Hommage à Guy Lafleur : « J’ai trop le motton, Madame »
Radio-Canada
Un homme d’un certain âge gravit péniblement l’escalier qui monte vers la place du Centenaire. Il n’a pas trop envie de parler. « J’ai trop le motton, Madame », lâche-t-il avec beaucoup de douceur dans la voix. Un deuil collectif n’en est pas moins un deuil.
Devant le Centre Bell, des milliers de personnes attendent sagement en file. Est-ce la tiédeur du printemps qui s’est tant fait attendre? Est-ce le calme relatif du cœur de la ville un dimanche matin? Une chose est certaine, il se dégage de la foule silencieuse une tristesse tendre, teintée d’une joie, toute délicate; peut-être celle d’être réunis une dernière fois pour Guy Lafleur, mais surtout par Guy Lafleur.
La famille de Jamie Duckett, 66 ans, a décidé de quitter le Québec lors de la Révolution tranquille et de la montée du nationalisme québécois. Ma mère était unilingue anglophone, mes parents ont décidé d’aller vivre en Ontario, mais j’ai toujours gardé mon attachement à cette ville et aux Canadiens de Montréal, dit-il, la main sur le cœur. Guy Lafleur était autant l’idole des jeunes anglophones que des jeunes francophones; un point de rencontre entre les deux solitudes, se souvient M. Duckett, qui ajoute, en anglais : Cole Caufield est bon, mais ce n'est pas la même chose.
Dans la foule, à quelques pas de là, Jean-François Fleury, 46 ans, infirmier, a acheté des cafés au McDo du coin. Il les a donnés à ceux qui le suivent dans la file d’attente. Pourtant, il ne les connaît pas, mais il a eu cette envie de poser un petit geste de générosité; un peu de caféine en ce dimanche matin de vaste réunion tranquille. C’est un devoir de mémoire, d’être ici. C’est un moment de l’histoire du Québec. Il n’y en aura plus, des gens comme ça dont la mort va toucher tout le monde. Peut-être quand Ginette Reno va mourir? Céline Dion?
Marc-André Gagnon, 71 ans, boit lentement le café offert par son voisin de file. Guy Lafleur impose le respect. Et le respect, il manque de ça, aujourd’hui. Il y a tant de superficialité, de gens qui ne se respectent pas eux-mêmes, dit l’homme de Mirabel avec philosophie.

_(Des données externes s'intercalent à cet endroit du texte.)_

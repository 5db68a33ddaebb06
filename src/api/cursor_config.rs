use serde::{Deserialize, Serialize};

use crate::core::RelativeValue;
use crate::error::ChartResult;
use crate::interaction::CursorBehavior;
use crate::render::{Color, PathStyle};

use super::validation::validate_cursor_config;

/// Public cursor configuration.
///
/// Serializable so hosts can persist cursor setup alongside chart config;
/// every field except `behavior` falls back to a default when absent.
#[derive(Debug, Clone, PartialEq, Serialize, Deserialize)]
pub struct CursorConfig {
    #[serde(default)]
    pub behavior: CursorBehavior,
    /// Gestures shorter than this (in px) are cancelled instead of ended.
    #[serde(default = "default_hit_tolerance_px")]
    pub hit_tolerance_px: f64,
    #[serde(default)]
    pub hide_duration_ms: f64,
    /// Decimal digits kept in selection sizes.
    #[serde(default = "default_position_precision")]
    pub position_precision: u32,
    #[serde(default = "default_pan_threshold_px")]
    pub pan_threshold_px: f64,
    #[serde(default)]
    pub full_width_line_x: bool,
    #[serde(default)]
    pub full_width_line_y: bool,
    #[serde(default = "default_true")]
    pub line_x_enabled: bool,
    #[serde(default = "default_true")]
    pub line_y_enabled: bool,
    #[serde(default = "default_true")]
    pub interactions_enabled: bool,
    /// Touch input is ignored entirely while set.
    #[serde(default)]
    pub touch_protected: bool,
    /// Suppress platform gestures for cancelable downs inside the plot.
    #[serde(default = "default_true")]
    pub prevent_gestures: bool,
    #[serde(default = "default_line_stroke")]
    pub line_stroke: Color,
    #[serde(default = "default_line_stroke_opacity")]
    pub line_stroke_opacity: f64,
    #[serde(default = "default_line_dasharray")]
    pub line_dasharray: Option<String>,
    #[serde(default = "default_selection_fill")]
    pub selection_fill: Color,
    #[serde(default = "default_selection_fill_opacity")]
    pub selection_fill_opacity: f64,
    #[serde(default)]
    pub radar: RadarCursorConfig,
}

impl Default for CursorConfig {
    fn default() -> Self {
        Self::new(CursorBehavior::default())
    }
}

impl CursorConfig {
    #[must_use]
    pub fn new(behavior: CursorBehavior) -> Self {
        Self {
            behavior,
            hit_tolerance_px: default_hit_tolerance_px(),
            hide_duration_ms: 0.0,
            position_precision: default_position_precision(),
            pan_threshold_px: default_pan_threshold_px(),
            full_width_line_x: false,
            full_width_line_y: false,
            line_x_enabled: true,
            line_y_enabled: true,
            interactions_enabled: true,
            touch_protected: false,
            prevent_gestures: true,
            line_stroke: default_line_stroke(),
            line_stroke_opacity: default_line_stroke_opacity(),
            line_dasharray: default_line_dasharray(),
            selection_fill: default_selection_fill(),
            selection_fill_opacity: default_selection_fill_opacity(),
            radar: RadarCursorConfig::default(),
        }
    }

    #[must_use]
    pub fn with_behavior(mut self, behavior: CursorBehavior) -> Self {
        self.behavior = behavior;
        self
    }

    #[must_use]
    pub fn with_hit_tolerance_px(mut self, hit_tolerance_px: f64) -> Self {
        self.hit_tolerance_px = hit_tolerance_px;
        self
    }

    #[must_use]
    pub fn with_hide_duration_ms(mut self, hide_duration_ms: f64) -> Self {
        self.hide_duration_ms = hide_duration_ms;
        self
    }

    #[must_use]
    pub fn with_position_precision(mut self, position_precision: u32) -> Self {
        self.position_precision = position_precision;
        self
    }

    #[must_use]
    pub fn with_pan_threshold_px(mut self, pan_threshold_px: f64) -> Self {
        self.pan_threshold_px = pan_threshold_px;
        self
    }

    #[must_use]
    pub fn with_full_width_lines(mut self, x: bool, y: bool) -> Self {
        self.full_width_line_x = x;
        self.full_width_line_y = y;
        self
    }

    #[must_use]
    pub fn with_lines_enabled(mut self, x: bool, y: bool) -> Self {
        self.line_x_enabled = x;
        self.line_y_enabled = y;
        self
    }

    #[must_use]
    pub fn with_interactions_enabled(mut self, enabled: bool) -> Self {
        self.interactions_enabled = enabled;
        self
    }

    #[must_use]
    pub fn with_touch_protected(mut self, touch_protected: bool) -> Self {
        self.touch_protected = touch_protected;
        self
    }

    #[must_use]
    pub fn with_line_stroke(mut self, color: Color, opacity: f64) -> Self {
        self.line_stroke = color;
        self.line_stroke_opacity = opacity;
        self
    }

    #[must_use]
    pub fn with_line_dasharray(mut self, dasharray: Option<String>) -> Self {
        self.line_dasharray = dasharray;
        self
    }

    #[must_use]
    pub fn with_selection_fill(mut self, color: Color, opacity: f64) -> Self {
        self.selection_fill = color;
        self.selection_fill_opacity = opacity;
        self
    }

    #[must_use]
    pub fn with_radar(mut self, radar: RadarCursorConfig) -> Self {
        self.radar = radar;
        self
    }

    pub fn validate(&self) -> ChartResult<()> {
        validate_cursor_config(self)
    }

    /// Style of the dashed guide lines.
    #[must_use]
    pub fn line_style(&self) -> PathStyle {
        PathStyle {
            stroke: Some(self.line_stroke),
            stroke_opacity: self.line_stroke_opacity,
            stroke_dasharray: self.line_dasharray.clone(),
            ..PathStyle::default()
        }
    }

    /// Guide-line style when drawn as a band over the current axis item.
    #[must_use]
    pub fn full_width_line_style(&self) -> PathStyle {
        PathStyle {
            fill: Some(self.line_stroke),
            fill_opacity: self.selection_fill_opacity,
            ..self.line_style()
        }
    }

    #[must_use]
    pub fn selection_style(&self) -> PathStyle {
        PathStyle {
            fill: Some(self.selection_fill),
            fill_opacity: self.selection_fill_opacity,
            ..PathStyle::default()
        }
    }
}

/// Polar layout of a radar cursor.
#[derive(Debug, Clone, Copy, PartialEq, Serialize, Deserialize)]
pub struct RadarCursorConfig {
    #[serde(default = "default_radius")]
    pub radius: RelativeValue,
    #[serde(default = "default_inner_radius")]
    pub inner_radius: RelativeValue,
    #[serde(default = "default_start_angle")]
    pub start_angle: f64,
    #[serde(default = "default_end_angle")]
    pub end_angle: f64,
    /// Scales a percent inner radius, e.g. to follow a nested chart.
    #[serde(default = "default_inner_radius_modifier")]
    pub inner_radius_modifier: f64,
}

impl Default for RadarCursorConfig {
    fn default() -> Self {
        Self {
            radius: default_radius(),
            inner_radius: default_inner_radius(),
            start_angle: default_start_angle(),
            end_angle: default_end_angle(),
            inner_radius_modifier: default_inner_radius_modifier(),
        }
    }
}

impl RadarCursorConfig {
    #[must_use]
    pub fn with_radius(mut self, radius: RelativeValue) -> Self {
        self.radius = radius;
        self
    }

    #[must_use]
    pub fn with_inner_radius(mut self, inner_radius: RelativeValue) -> Self {
        self.inner_radius = inner_radius;
        self
    }

    #[must_use]
    pub fn with_angles(mut self, start_angle: f64, end_angle: f64) -> Self {
        self.start_angle = start_angle;
        self.end_angle = end_angle;
        self
    }

    #[must_use]
    pub fn with_inner_radius_modifier(mut self, modifier: f64) -> Self {
        self.inner_radius_modifier = modifier;
        self
    }
}

fn default_true() -> bool {
    true
}

fn default_hit_tolerance_px() -> f64 {
    4.0
}

fn default_position_precision() -> u32 {
    4
}

fn default_pan_threshold_px() -> f64 {
    3.0
}

fn default_line_stroke() -> Color {
    Color::rgb(0.0, 0.0, 0.0)
}

fn default_line_stroke_opacity() -> f64 {
    0.4
}

fn default_line_dasharray() -> Option<String> {
    Some("3,3".to_owned())
}

fn default_selection_fill() -> Color {
    Color::rgb(0.0, 0.0, 0.0)
}

fn default_selection_fill_opacity() -> f64 {
    0.2
}

fn default_radius() -> RelativeValue {
    RelativeValue::Percent(100.0)
}

fn default_inner_radius() -> RelativeValue {
    RelativeValue::Percent(0.0)
}

fn default_start_angle() -> f64 {
    -90.0
}

fn default_end_angle() -> f64 {
    270.0
}

fn default_inner_radius_modifier() -> f64 {
    1.0
}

Derrière eux, Nadine Pelletier nous confie que ce rassemblement serein lui fait oublier un peu la guerre, la pandémie et la dureté des deux dernières années, mais surtout qu'elle est ici parce que son père aimait beaucoup Guy Lafleur. Un deuil collectif est peuplé de nostalgies toutes personnelles. De beaux moments devant la télé avec un père, un frère, un mari qui n’est plus... Beaucoup de femmes qui attendaient dans la file nous ont parlé de ça. Guy, Guy, Guy, c’est un petit morceau de leur vie avec quelqu’un qu’elles aimaient.
Pour Twagili Mana, 53 ans, né au Rwanda, Guy Lafleur, c’est le souvenir de son arrivée au Québec, en 1989; sa découverte de cet étrange jeu sur la glace. Je ne connaissais pas le hockey, se souvient-il en mimant un tir frappé et arborant fièrement un chandail des Nordiques, dont il dit espérer le retour à la vie.
Dire au revoir à Guy Lafleur, c’est aussi, pour plusieurs admirateurs, dire au revoir à l’incarnation de leur propre jeunesse révolue. La plupart des gens dans la file ne sont plus tout à fait jeunes. Un homme de 91 ans a fait la route depuis Tracadie, au Nouveau-Brunswick; cet autre de 86 ans est descendu du Bas-du-Fleuve. En discutant avec les gens, on se rend compte qu’un nombre surprenant d'entre eux possèdent une photo avec Guy Lafleur, rencontré au restaurant, dans la rue, dans un événement.
Pour reprendre les propos de l'ancien premier ministre du Québec René Lévesque, si le Québec est quelque chose comme un grand peuple, Guy Lafleur serait non pas un grand homme dont l’envergure l’éloigne du commun des mortels, mais quelque chose comme un grand homme, dans la mesure où chacun, sur cette esplanade, dans cette foule, en parle comme d’un héros humble et accessible. Ils aimaient ses défauts, ses faiblesses; ils l’ont suivi dans ses humiliations.